Declarative memory: Facts as chunks with activation levels
Procedural memory: Production rules

Activation Equation:

$$A_i = B_i + \sum_j W_j S_{ji} + \epsilon$$

Where:

$A_i$ = activation of chunk i
$B_i$ = base-level activation (recency/frequency)
$W_j$ = attentional weight on element j in goal
$S_{ji}$ = association strength between j and i
$\epsilon$ = noise

Retrieval Probability:

$$P(retrieve_i) = \frac{1}{1 + e^{-\frac{A_i - \tau}{s}}}$$

Where τ is retrieval threshold and s is noise parameter.

Production Cycle:

loop (50ms per cycle):
    1. Match: Find productions matching buffer contents
    2. Select: Choose production based on utility
    3. Fire: Execute production actions
    4. Update: Modify buffers, request retrievals

4.3.3 CLARION

CLARION (Sun, 2002) emphasizes dual processing: explicit and implicit.

Core Principles:

Dual Representation: Both symbolic (explicit) and subsymbolic (implicit) knowledge
Bottom-up Learning: Implicit knowledge can be extracted into explicit rules
Motivation: Drives and goals influence processing

Subsystems:

Action-Centered Subsystem (procedural knowledge)
Non-Action-Centered Subsystem (declarative knowledge)
Motivational Subsystem (drives and goals)
Meta-Cognitive Subsystem (monitoring and control)
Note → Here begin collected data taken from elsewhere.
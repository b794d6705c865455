// ─── Bedrock Catalog ───
// Parses the mcappx.com version catalog: one entry per Bedrock build with its
// package type, build format and per-architecture download metadata.

use std::collections::BTreeMap;

use serde::Deserialize;
use serde_json::Value;

use crate::core::credentials::Channel;
use crate::core::error::{SyncError, SyncResult};
use crate::core::version::{compare_versions, Target};

pub const CATALOG_URL: &str = "https://data.mcappx.com/v2/bedrock.json";
const CATALOG_KEY: &str = "From_mcappx.com";
const ARCH: &str = "x64";
/// Variations below this status have no downloadable archive.
const MIN_ARCHIVAL_STATUS: i64 = 2;

/// Package container format.
#[derive(Debug, Clone, Copy, PartialEq, Eq, Deserialize)]
pub enum BuildType {
    /// Store `.appx` package, a plain zip.
    #[serde(rename = "UWP")]
    Uwp,
    /// Encrypted `.msixvc` streaming package.
    #[serde(rename = "GDK")]
    Gdk,
    #[serde(other)]
    Unknown,
}

impl BuildType {
    pub fn extension(self) -> &'static str {
        match self {
            BuildType::Uwp => "appx",
            BuildType::Gdk => "msixvc",
            BuildType::Unknown => "bin",
        }
    }
}

#[derive(Debug, Clone, Deserialize)]
#[serde(rename_all = "PascalCase")]
pub struct Variation {
    pub arch: String,
    #[serde(default)]
    pub archival_status: i64,
    #[serde(default)]
    pub meta_data: Vec<Value>,
}

impl Variation {
    /// UWP: the store update id. GDK: the direct package URL.
    pub fn download_hint(&self) -> Option<String> {
        self.meta_data
            .iter()
            .find_map(|v| v.as_str())
            .filter(|s| !s.is_empty())
            .map(str::to_string)
    }

    pub fn is_archived(&self) -> bool {
        self.archival_status >= MIN_ARCHIVAL_STATUS
    }
}

#[derive(Debug, Clone, Deserialize)]
#[serde(rename_all = "PascalCase")]
struct RawEntry {
    #[serde(default)]
    date: String,
    build_type: BuildType,
    #[serde(rename = "Type", default)]
    package_type: String,
    #[serde(rename = "ID", default)]
    id: String,
    #[serde(default)]
    variations: Vec<Variation>,
}

/// One Bedrock build as listed by the catalog.
#[derive(Debug, Clone)]
pub struct BedrockRelease {
    pub version: String,
    pub date: String,
    pub build_type: BuildType,
    /// `Release`, `Beta` or `Preview`.
    pub package_type: String,
    /// Mirror id, e.g. `1.21.50.7`.
    pub id: String,
    pub x64: Option<Variation>,
}

impl BedrockRelease {
    pub fn channel(&self) -> Channel {
        Channel::from_package_type(&self.package_type)
    }

    pub fn is_downloadable(&self) -> bool {
        self.x64.as_ref().is_some_and(Variation::is_archived)
    }

    pub fn package_file_name(&self) -> String {
        format!(
            "Bedrock_Edition_{}.{}",
            self.version,
            self.build_type.extension()
        )
    }
}

#[derive(Debug, Clone, Default)]
pub struct BedrockCatalog {
    releases: Vec<BedrockRelease>,
}

impl BedrockCatalog {
    pub fn parse(bytes: &[u8]) -> SyncResult<Self> {
        let mut root: BTreeMap<String, Value> = serde_json::from_slice(bytes)?;
        let entries = root.remove(CATALOG_KEY).ok_or_else(|| {
            SyncError::NotFound(format!("catalog has no \"{CATALOG_KEY}\" section"))
        })?;
        let entries: BTreeMap<String, RawEntry> = serde_json::from_value(entries)?;
        Ok(Self::from_entries(entries))
    }

    fn from_entries(entries: BTreeMap<String, RawEntry>) -> Self {
        let mut releases: Vec<BedrockRelease> = entries
            .into_iter()
            .map(|(version, raw)| BedrockRelease {
                x64: raw.variations.into_iter().find(|v| v.arch == ARCH),
                version,
                date: raw.date,
                build_type: raw.build_type,
                package_type: raw.package_type,
                id: raw.id,
            })
            .collect();
        releases.sort_by(|a, b| compare_versions(&a.version, &b.version));
        Self { releases }
    }

    pub fn from_releases(mut releases: Vec<BedrockRelease>) -> Self {
        releases.sort_by(|a, b| compare_versions(&a.version, &b.version));
        Self { releases }
    }

    pub fn releases(&self) -> &[BedrockRelease] {
        &self.releases
    }

    pub fn get(&self, version: &str) -> Option<&BedrockRelease> {
        self.releases.iter().find(|r| r.version == version)
    }

    /// Newest entry by catalog date, ties broken by version.
    pub fn latest(&self) -> Option<&BedrockRelease> {
        self.releases.iter().max_by(|a, b| {
            a.date
                .cmp(&b.date)
                .then_with(|| compare_versions(&a.version, &b.version))
        })
    }

    /// Resolve a target to a downloadable release.
    pub fn resolve(&self, target: &Target) -> SyncResult<&BedrockRelease> {
        let release = match target {
            Target::Latest => self
                .latest()
                .ok_or_else(|| SyncError::NotFound("catalog is empty".into()))?,
            Target::Version(version) => self.get(version).ok_or_else(|| {
                SyncError::NotFound(format!("Bedrock {version} is not in the catalog"))
            })?,
        };

        match &release.x64 {
            None => Err(SyncError::NotFound(format!(
                "Bedrock {} has no {ARCH} package",
                release.version
            ))),
            Some(v) if !v.is_archived() => Err(SyncError::NotFound(format!(
                "Bedrock {} {ARCH} package is not archived (status {})",
                release.version, v.archival_status
            ))),
            Some(_) => Ok(release),
        }
    }

    /// Versions with a downloadable x64 package, oldest first.
    pub fn downloadable_versions(&self) -> Vec<String> {
        self.releases
            .iter()
            .filter(|r| r.is_downloadable())
            .map(|r| r.version.clone())
            .collect()
    }
}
Dual Processing: Each subsystem has top (explicit/symbolic) and bottom (implicit/connectionist) levels that interact.

4.3.4 Comparison

Feature	Soar	ACT-R	CLARION
Knowledge rep.	Symbolic	Hybrid	Dual
Learning	Chunking	Bayesian	Bottom-up
Timing	None	50ms cycle	None
Psychological grounding	Moderate	High	High
Neural plausibility	Low	Moderate	Moderate

4.4 Common Architectural Principles

Despite differences, cognitive architectures share common principles.

4.4.1 Working Memory

Principle: A limited-capacity workspace holds current goals, context, and intermediate results.

Formal Model:

WorkingMemory = {
    capacity: N  (typically 4-7 items)
    contents: Set<Chunk>
    focus: Chunk (current attention)
    decay: Time → Activation
}

Miller's Law: Working memory capacity ≈ 7 ± 2 items (or 4 ± 1 chunks for complex items).

Implications:

Reasoning must be incremental, building on limited active context
Chunking extends effective capacity by grouping items
Attention mechanisms select what enters working memory

4.4.2 Production Systems

Principle: Procedural knowledge is represented as condition-action rules that match against working memory.

Definition 4.2 (Production Rule): A production rule is a pair (C, A) where:

C is a condition pattern over working memory
A is a set of actions modifying working memory and/or external state

Recognition-Action Cycle:

loop:
    1. Match: Find all productions whose conditions are satisfied
    2. Conflict Resolution: Select one production
    3. Act: Execute the selected production's actions

Advantages:

Modularity: Rules are independent
Incremental: New rules can be added without restructuring
Transparent: Each rule is inspectable

4.4.3 Long-Term Memory

Principle: Persistent storage of declarative knowledge (facts) and procedural knowledge (skills).

Types:

Semantic memory: General world knowledge (Paris is in France)
Episodic memory: Specific experiences (I visited Paris in 2019)
Procedural memory: Skills and procedures (how to ride a bike)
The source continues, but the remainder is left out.